Notice of publication

The parallel of the title with Bettelheim’s Psychoanalysis of Fairy Tales clearly announces that it is a question of interpreting, but at a new cost, this ‘material’ coming from the depths of the ages and from all regions of the world, and which, however, has already given rise to multiple interpretations, be they sociological, mythical, psychoanalytical, esoteric, initiatory, even ‘meteorological’.

This is because, when we are dealing with such objects, which have crossed time and space and which have been understood in such diverse ways, we have the right to ask ourselves if, more deeply, they could not involve principles and elements of a metaphysical nature, and if they could not deliver, secretly, a lesson on the spiritual future of every human being.

Such is the risk run by this Metaphysics of fairy tales, which, after an overview of their history and their interpretations, offers the commentary of three tales: ‘Little Thumb’, ‘The Girl Without Hands’ and ‘What The Old Man Does Is Always Right’.

A foreword by Jean Borella sketches some features of what could be a general theory of fairy tales, capable of justifying their metaphysical interpretation. Because we aim at doing something else than looking for the historical, sociological or psychological causes scientifically leading to the tale, the idea is to start from it, to take it as a guide according to its didactic intention, which is its own finality, too often neglected. Thus, a metaphysics of fairy tales makes the hypothesis, in other words it believes, that what is stated in the tale also points to a proper spiritual reality, and not only to the psychological formation of the child. It therefore assumes that the human being is called to a spiritual destiny, that is to realize what his theomorphic nature destines him to do. If the Western soul marveled at the psychic unconscious, we can clearly see that it got lost there like Narcissus drowning as he wanted to rejoin the image of himself which was only on the surface. Yet, much more deeply, there is an “unconscious spirit”, an innate sense of the divine and the transcendent. It is to this spirit that the tale is implicitly addressed. This is its very intention and meaning, because the divine mystery that is in us also represents our true destiny, which the etymology of the word ‘fairy’ recalls: fata, ‘goddess of destinies’, feminine form of fatum, the destiny divinely ‘uttered’, which is attached to the verb fari, to speak.

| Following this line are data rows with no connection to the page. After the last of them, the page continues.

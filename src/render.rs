//! GPU-ready buffers for a stripified mesh.
//!
//! The vertex buffer holds one entry per expanded vertex slot: the original
//! vertices followed by the seam duplicates. Indices either describe one
//! triangle-strip draw per strip or a single triangle-list draw.

use bytemuck::{Pod, Zeroable};

use crate::error::{Result, StripError};
use crate::mesh::VertexId;
use crate::model::TexturedMesh;
use crate::progress::Progress;
use crate::strip::{build_strips, linearize, triangle_list, DrawRange, StripOptions, StripSet};

/// Interleaved vertex with position, normal and texture coordinates.
#[repr(C)]
#[derive(Copy, Clone, Debug, Default, PartialEq, Pod, Zeroable)]
pub struct RenderVertex {
    /// Position.
    pub position: [f32; 3],
    /// Unit normal.
    pub normal: [f32; 3],
    /// Texture coordinates, with `t` flipped for a top-left origin.
    pub uv: [f32; 2],
}

/// How the index buffer is to be assembled into triangles.
#[derive(Debug, Clone, Copy, PartialEq, Eq)]
pub enum Topology {
    /// Three indices per triangle.
    TriangleList,
    /// Each draw range is one strip.
    TriangleStrip,
}

/// Vertex and index buffers plus the draw calls over them.
#[derive(Debug, Clone)]
pub struct RenderBuffers {
    /// One vertex per expanded slot.
    pub vertices: Vec<RenderVertex>,
    /// Index buffer.
    pub indices: Vec<u32>,
    /// Primitive assembly for every draw.
    pub topology: Topology,
    /// Draw calls, in order.
    pub draws: Vec<DrawRange>,
    /// The strips behind the draws (empty for a triangle list).
    pub strips: StripSet,
    /// Repeated indices inserted by the linearizer.
    pub swaps: usize,
}

impl RenderBuffers {
    /// The vertex buffer as raw bytes.
    pub fn vertex_bytes(&self) -> &[u8] {
        bytemuck::cast_slice(&self.vertices)
    }

    /// The index buffer as raw bytes.
    pub fn index_bytes(&self) -> &[u8] {
        bytemuck::cast_slice(&self.indices)
    }
}

/// Fill the expanded vertex buffer.
fn build_vertices(model: &TexturedMesh) -> Result<Vec<RenderVertex>> {
    let count = model.expanded_vertex_count();
    let mut vertices = Vec::new();
    vertices
        .try_reserve_exact(count)
        .map_err(|_| StripError::OutOfMemory {
            what: "vertex buffer",
        })?;

    let mesh = model.mesh();
    let normals = model.normals();
    let vertex = |index: usize| {
        let p = mesh.position(VertexId::new(index));
        let n = normals[index];
        RenderVertex {
            position: [p.x as f32, p.y as f32, p.z as f32],
            normal: [n.x as f32, n.y as f32, n.z as f32],
            uv: [0.0; 2],
        }
    };

    vertices.extend((0..model.num_vertices()).map(vertex));
    vertices.extend(model.duplications().iter().map(|d| vertex(d.vertex.index())));

    if model.is_textured() {
        let tex_coords = model.tex_coords();
        for f in mesh.face_ids() {
            let corners = model.corners(f);
            for (&slot, &tex) in corners.vertices.iter().zip(&corners.tex_coords) {
                let t = tex_coords[tex as usize];
                vertices[slot as usize].uv = [t.x as f32, 1.0 - t.y as f32];
            }
        }
    }

    Ok(vertices)
}

/// Build everything needed to draw `model`.
///
/// With `options.stripify` the faces are stripified and drawn as one strip
/// per draw range; otherwise a single triangle-list draw covers all faces.
///
/// # Example
///
/// ```
/// use stripify::model::{MeshData, TexturedMesh};
/// use stripify::render::{build_render_buffers, Topology};
/// use stripify::strip::StripOptions;
/// use stripify::Progress;
/// use nalgebra::Point3;
///
/// let data = MeshData::new(
///     vec![
///         Point3::new(0.0, 0.0, 0.0),
///         Point3::new(1.0, 0.0, 0.0),
///         Point3::new(0.0, 1.0, 0.0),
///     ],
///     vec![[0, 1, 2]],
/// );
/// let model = TexturedMesh::from_data(data).unwrap();
///
/// let buffers = build_render_buffers(&model, &StripOptions::default(), &Progress::none()).unwrap();
/// assert_eq!(buffers.topology, Topology::TriangleStrip);
/// assert_eq!(buffers.indices, vec![0, 1, 2]);
/// assert_eq!(buffers.vertices.len(), 3);
/// ```
pub fn build_render_buffers(
    model: &TexturedMesh,
    options: &StripOptions,
    progress: &Progress,
) -> Result<RenderBuffers> {
    options.validate()?;
    let vertices = build_vertices(model)?;

    let buffers = if options.stripify {
        let strips = build_strips(model, options, progress)?;
        let out = linearize(model, &strips)?;
        RenderBuffers {
            vertices,
            indices: out.indices,
            topology: Topology::TriangleStrip,
            draws: out.ranges,
            strips,
            swaps: out.swaps,
        }
    } else {
        let indices = triangle_list(model)?;
        let draws = if indices.is_empty() {
            Vec::new()
        } else {
            vec![DrawRange {
                start: 0,
                count: indices.len() as u32,
            }]
        };
        RenderBuffers {
            vertices,
            indices,
            topology: Topology::TriangleList,
            draws,
            strips: StripSet::default(),
            swaps: 0,
        }
    };

    log::info!(
        "render buffers: {} vertices, {} indices, {} draws ({:?})",
        buffers.vertices.len(),
        buffers.indices.len(),
        buffers.draws.len(),
        buffers.topology
    );
    Ok(buffers)
}

#[cfg(test)]
mod tests {
    use super::*;
    use crate::model::MeshData;
    use nalgebra::{Point2, Point3};

    fn quad(textured: bool) -> TexturedMesh {
        let mut data = MeshData::new(
            vec![
                Point3::new(0.0, 0.0, 0.0),
                Point3::new(1.0, 0.0, 0.0),
                Point3::new(0.0, 1.0, 0.0),
                Point3::new(1.0, 1.0, 0.0),
            ],
            vec![[0, 1, 2], [2, 1, 3]],
        );
        if textured {
            // Vertex 2 carries UV 2 in face 0 and UV 4 in face 1.
            data = data.with_tex_coords(
                vec![
                    Point2::new(0.0, 0.0),
                    Point2::new(1.0, 0.0),
                    Point2::new(0.0, 1.0),
                    Point2::new(1.0, 1.0),
                    Point2::new(0.25, 0.75),
                ],
                vec![[0, 1, 2], [4, 1, 3]],
            );
        }
        TexturedMesh::from_data(data).unwrap()
    }

    #[test]
    fn test_vertex_layout() {
        assert_eq!(std::mem::size_of::<RenderVertex>(), 32);
    }

    #[test]
    fn test_strip_buffers() {
        let model = quad(false);
        let buffers =
            build_render_buffers(&model, &StripOptions::default(), &Progress::none()).unwrap();

        assert_eq!(buffers.topology, Topology::TriangleStrip);
        assert_eq!(buffers.draws, vec![DrawRange { start: 0, count: 4 }]);
        assert_eq!(buffers.vertices.len(), 4);
        assert_eq!(buffers.index_bytes().len(), 16);
        assert_eq!(buffers.vertex_bytes().len(), 4 * 32);
        assert_eq!(buffers.strips.len(), 1);
    }

    #[test]
    fn test_triangle_list_buffers() {
        let model = quad(false);
        let options = StripOptions::default().with_stripify(false);
        let buffers = build_render_buffers(&model, &options, &Progress::none()).unwrap();

        assert_eq!(buffers.topology, Topology::TriangleList);
        assert_eq!(buffers.indices, vec![0, 1, 2, 2, 1, 3]);
        assert_eq!(buffers.draws, vec![DrawRange { start: 0, count: 6 }]);
        assert!(buffers.strips.is_empty());
    }

    #[test]
    fn test_duplicate_slot_copies_position_and_flips_uv() {
        let model = quad(true);
        let buffers =
            build_render_buffers(&model, &StripOptions::default(), &Progress::none()).unwrap();

        assert_eq!(buffers.vertices.len(), 5);
        let original = buffers.vertices[2];
        let duplicate = buffers.vertices[4];
        assert_eq!(original.position, duplicate.position);
        assert_eq!(original.normal, duplicate.normal);
        assert_eq!(original.uv, [0.0, 0.0]);
        assert_eq!(duplicate.uv, [0.25, 0.25]);
    }

    #[test]
    fn test_seamed_quad_draws_two_strips() {
        let model = quad(true);
        let buffers =
            build_render_buffers(&model, &StripOptions::default(), &Progress::none()).unwrap();

        assert_eq!(buffers.draws.len(), 2);
        assert_eq!(buffers.indices, vec![0, 1, 2, 4, 1, 3]);
    }

    #[test]
    fn test_empty_mesh() {
        let model = TexturedMesh::from_data(MeshData::default()).unwrap();
        for stripify in [true, false] {
            let options = StripOptions::default().with_stripify(stripify);
            let buffers = build_render_buffers(&model, &options, &Progress::none()).unwrap();
            assert!(buffers.vertices.is_empty());
            assert!(buffers.indices.is_empty());
            assert!(buffers.draws.is_empty());
        }
    }
}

Two chapters present the history and definition of fairy tales – in particular compared to fables, legends, myths and other short stories –, then an overview of the various interpretations encountered: ‘meteorological’, sociological, psychoanalytical (Freudian and Jungian), ‘esoteric’, ‘initiatory’, showing how to distinguish them from what a metaphysical interpretation should be.

Finally, and this is the essence of the book, a presentation of the metaphysical (or spiritual) commentaries of three tales, chosen from among the best known, allow the reader to form a judgement of this Metaphysics of fairy tales.